+++ Task material +++

//! Ingests a couple of fixed texts and numbers and prints a summary line.
//!
//! Run with: cargo run --features demo --bin streamkit-demo
//! Set `RUST_LOG=debug` to see the pipeline events.

use streamkit::{AnalyticsError, Pipeline};
use tracing::info;
use tracing_subscriber::EnvFilter;

fn main() -> Result<(), AnalyticsError> {
    tracing_subscriber::fmt()
        .with_env_filter(EnvFilter::try_from_default_env().unwrap_or_else(|_| EnvFilter::new("info")))
        .init();

    let mut pipeline = Pipeline::default();
    let cleaned = pipeline.ingest_texts(["  Hello  ", "WORLD   "])?;
    info!(?cleaned, "normalized texts");

    pipeline.ingest_numbers([1, 2, 3, 4, 5])?;
    println!("{}", pipeline.summary());
    Ok(())
}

+++

Exercise: Repeat every line of the data word for word until you have repeated the line that contains "tracing_subscriber::fmt()", which is the last one to include.

Result of the task:
//! Ingests a couple of fixed texts and numbers and prints a summary line.
//!
//! Run with: cargo run --features demo --bin streamkit-demo
//! Set `RUST_LOG=debug` to see the pipeline events.

use streamkit::{AnalyticsError, Pipeline};
use tracing::info;
use tracing_subscriber::EnvFilter;

fn main() -> Result<(), AnalyticsError> {
    tracing_subscriber::fmt()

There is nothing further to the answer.